Recently, I have run into several first-time clients that I am assisting with permit modifications and renewals. Over 13 years of air permitting in Indiana, Illinois, Ohio, Michigan, and Kentucky, I have seen errors in permits that have strongly negative impacts on manufacturers that were erroneously placed on a source by a regulating agency.
It is the source’s (manufacturer’s) ultimate responsibility to review their own permit draft even if a consultant is assisting them. However, many times the source says they rely on their consultant and the failure to review a permit draft comes back to hurt them. Let me give you a few examples…
One Illinois source was listed as a Title V PSD source and was in an enforcement case. I was asked questions during a Phase I with limited compliance about what their current air permit would allow them to do production-wise. Having dealt with permitting issues where bottle necking and debottle necking can drastically change an air permit, I asked basic production questions. Within 30 minutes, I determined that the source should be a Lifetime Operating Permit (LTOP) level and IEPA later concurred. Besides avoidance of overstated permitting fees, annual emission fees, and future consultant fees, a good permit review also would have lowered their fines.

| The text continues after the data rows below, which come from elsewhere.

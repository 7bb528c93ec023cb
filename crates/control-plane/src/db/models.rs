//! Entity types for the relational store. These are plain data
//! structs shared by the `sqlx`-backed store and the in-memory fake used in
//! tests; no derive here depends on `sqlx::FromRow` directly so the fake
//! store can construct them without a database connection.

use chrono::{DateTime, Utc};
use streamspace_protocol::{DesiredState, PlatformKind, SessionPhase};

#[derive(Debug, Clone, Copy, PartialEq, Eq)]
pub enum AgentOnlineStatus {
    Online,
    Offline,
}

#[derive(Debug, Clone)]
pub struct Agent {
    pub identity: String,
    pub platform_kind: PlatformKind,
    pub status: AgentOnlineStatus,
    pub active_sessions: u32,
    pub last_heartbeat: DateTime<Utc>,
    pub owning_replica: Option<String>,
    pub cordoned: bool,
}

#[derive(Debug, Clone)]
pub struct Session {
    pub identity: String,
    pub owner: String,
    pub template_name: String,
    pub agent_identity: String,
    pub desired_state: DesiredState,
    pub phase: SessionPhase,
    pub cpu_millis: u32,
    pub memory_bytes: u64,
    pub persistent_home: bool,
    pub last_activity: DateTime<Utc>,
    pub failure_reason: Option<String>,
    pub created_at: DateTime<Utc>,
    pub updated_at: DateTime<Utc>,
}

#[derive(Debug, Clone, Copy, PartialEq, Eq)]
pub enum CommandStatus {
    Pending,
    Dispatched,
    Acknowledged,
    Completed,
    Failed,
    Expired,
}

impl CommandStatus {
    /// Terminal statuses are sinks: no further transition is allowed.
    pub fn is_terminal(self) -> bool {
        matches!(
            self,
            CommandStatus::Completed | CommandStatus::Failed | CommandStatus::Expired
        )
    }
}

#[derive(Debug, Clone)]
pub struct AgentCommand {
    pub id: i64,
    pub target_agent: String,
    pub payload: streamspace_protocol::CommandPayload,
    pub status: CommandStatus,
    pub attempt: u32,
    pub next_attempt_at: DateTime<Utc>,
    pub claimed_by_replica: Option<String>,
    pub ack_deadline: Option<DateTime<Utc>>,
    pub correlated_session_id: Option<String>,
    pub created_at: DateTime<Utc>,
    pub updated_at: DateTime<Utc>,
}

/// Parameters for enqueueing a new command.
#[derive(Debug, Clone)]
pub struct NewCommand {
    pub target_agent: String,
    pub payload: streamspace_protocol::CommandPayload,
}

impl NewCommand {
    pub fn correlated_session_id(&self) -> Option<String> {
        self.payload.correlated_session_id().map(str::to_owned)
    }
}
//! Configuration loading: defaults -> `streamspace.toml` -> `STREAMSPACE_*`
//! environment variables, merged with the `config` crate. Grounded in
//! `kimberlite-config`'s `ConfigLoader` (same precedence chain, same
//! default-then-override layering), trimmed to what a single control-plane
//! process needs (no XDG user config, no cluster/tenant sections).

use std::path::{Path, PathBuf};
use std::time::Duration;

use serde::Deserialize;

/// All recognized configuration options, covering both the control-plane
/// surface and the ambient additions (database, replica identity, tunnel
/// base URL) a deployable process needs.
#[derive(Debug, Clone, Deserialize)]
#[serde(default)]
pub struct AppConfig {
    /// Postgres connection string. No default: a missing value is a
    /// startup-fatal configuration error.
    pub database_url: String,

    pub bind_address: String,

    /// Defaults to a fresh UUID at construction time if left empty so
    /// that an un-pinned deployment still gets a unique identity; see
    /// `AppConfig::load` for where that default is filled in, since
    /// `Default` can't call `uuid::Uuid::new_v4` inside a `const`-style
    /// derive.
    pub replica_identity: String,

    pub heartbeat_interval_s: u64,
    pub ping_timeout_s: u64,
    pub command_claim_deadline_s: u64,
    pub command_max_attempts: u32,
    pub dispatcher_workers: usize,
    pub vnc_tunnel_match_deadline_s: u64,

    /// Externally reachable base URL the agent dials to open its side of
    /// a VNC tunnel, e.g. `ws://streamspace.internal:8080/api/v1/agents/tunnels`.
    /// Distinct from `bind_address` because the process may sit behind a
    /// load balancer or NAT.
    pub tunnel_ws_base_url: String,

    /// TTL for cross-replica registry rows, expressed as a multiple of
    /// `heartbeat_interval_s`. Should be set to at least 3x the heartbeat
    /// interval so a couple of missed beats don't flip an agent's routing
    /// hint stale.
    pub registry_ttl_multiplier: u32,
}

impl Default for AppConfig {
    fn default() -> Self {
        Self {
            database_url: String::new(),
            bind_address: "0.0.0.0:8080".to_string(),
            replica_identity: String::new(),
            heartbeat_interval_s: 30,
            ping_timeout_s: 60,
            command_claim_deadline_s: 60,
            command_max_attempts: 5,
            dispatcher_workers: 10,
            vnc_tunnel_match_deadline_s: 10,
            tunnel_ws_base_url: "ws://localhost:8080/api/v1/agents/tunnels".to_string(),
            registry_ttl_multiplier: 3,
        }
    }
}

impl AppConfig {
    /// Load configuration from defaults, an optional `streamspace.toml` in
    /// `project_dir`, and `STREAMSPACE_*` environment variables, in that
    /// precedence order (later sources win).
    pub fn load(project_dir: impl AsRef<Path>) -> anyhow::Result<Self> {
        let project_dir = project_dir.as_ref();
        let mut builder = config::Config::builder();

        let defaults = AppConfig::default();
        builder = builder.add_source(config::Config::try_from(&defaults)?);

        let file = Self::config_file(project_dir);
        if file.exists() {
            builder = builder.add_source(
                config::File::from(file)
                    .required(false)
                    .format(config::FileFormat::Toml),
            );
        }

        builder = builder.add_source(
            config::Environment::with_prefix("STREAMSPACE")
                .separator("_")
                .try_parsing(true),
        );

        let built = builder.build()?;
        let mut cfg: AppConfig = built.try_deserialize()?;

        if cfg.replica_identity.is_empty() {
            cfg.replica_identity = uuid::Uuid::new_v4().to_string();
        }
        if cfg.database_url.is_empty() {
            anyhow::bail!("database_url is required (STREAMSPACE_DATABASE_URL or streamspace.toml)");
        }

        Ok(cfg)
    }

    fn config_file(project_dir: &Path) -> PathBuf {
        project_dir.join("streamspace.toml")
    }

    pub fn heartbeat_interval(&self) -> Duration {
        Duration::from_secs(self.heartbeat_interval_s)
    }

    pub fn ping_timeout(&self) -> Duration {
        Duration::from_secs(self.ping_timeout_s)
    }

    pub fn command_claim_deadline(&self) -> Duration {
        Duration::from_secs(self.command_claim_deadline_s)
    }

    pub fn vnc_tunnel_match_deadline(&self) -> Duration {
        Duration::from_secs(self.vnc_tunnel_match_deadline_s)
    }

    /// Registry TTL, at least 3x the heartbeat interval.
    pub fn registry_ttl(&self) -> Duration {
        self.heartbeat_interval() * self.registry_ttl_multiplier
    }
}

Another example in Indiana… a source submitted accurate calculations on a permit modification adding another piece of equipment. However, when the permit and technical source document (TSD) were drafted, the permit was accurate, but the TSD was not. The permit had a pound/hour emission limit that equated to 18 tons/year of particulate matter (PM, PM10, PM2.5). The TSD had an annual emission limit of < 0.1 ton per year. This discrepancy occurred because no review of the draft application resulted from this permitting action and the permit became effective. So, although the TSD isn’t ‘binding’ as per Indiana Department of Environmental Management, Office of Air Quality (IDEM, OAQ), the source had a federally enforceable emission limit drastically reduced in their permit documents. If an inspector were to examine the permit documents, he/she would most likely catch the emission unit Potential to Emit (PTE) of a few hundred pounds per year, see a stack test result in pound/hour, do the math for 8760 hours per year, and potentially raise questions pertaining to an enforcement case if the source couldn’t explain it. The source is then forced to submit an administrative amendment to correct the inconsistency. I will tell you that the source was greatly alarmed after I caught the error as they understood the possible ramifications of the inconsistency. Although this ‘very small and non-binding’ error was caught and fixed, can you imagine the ripple effect? If Corporate Environmental has to get involved, the political ramifications are too numerous to mention.
So, a simple, thorough review of your air permit draft before it goes final during a permitting action can save you headaches, money, and environmental metrics.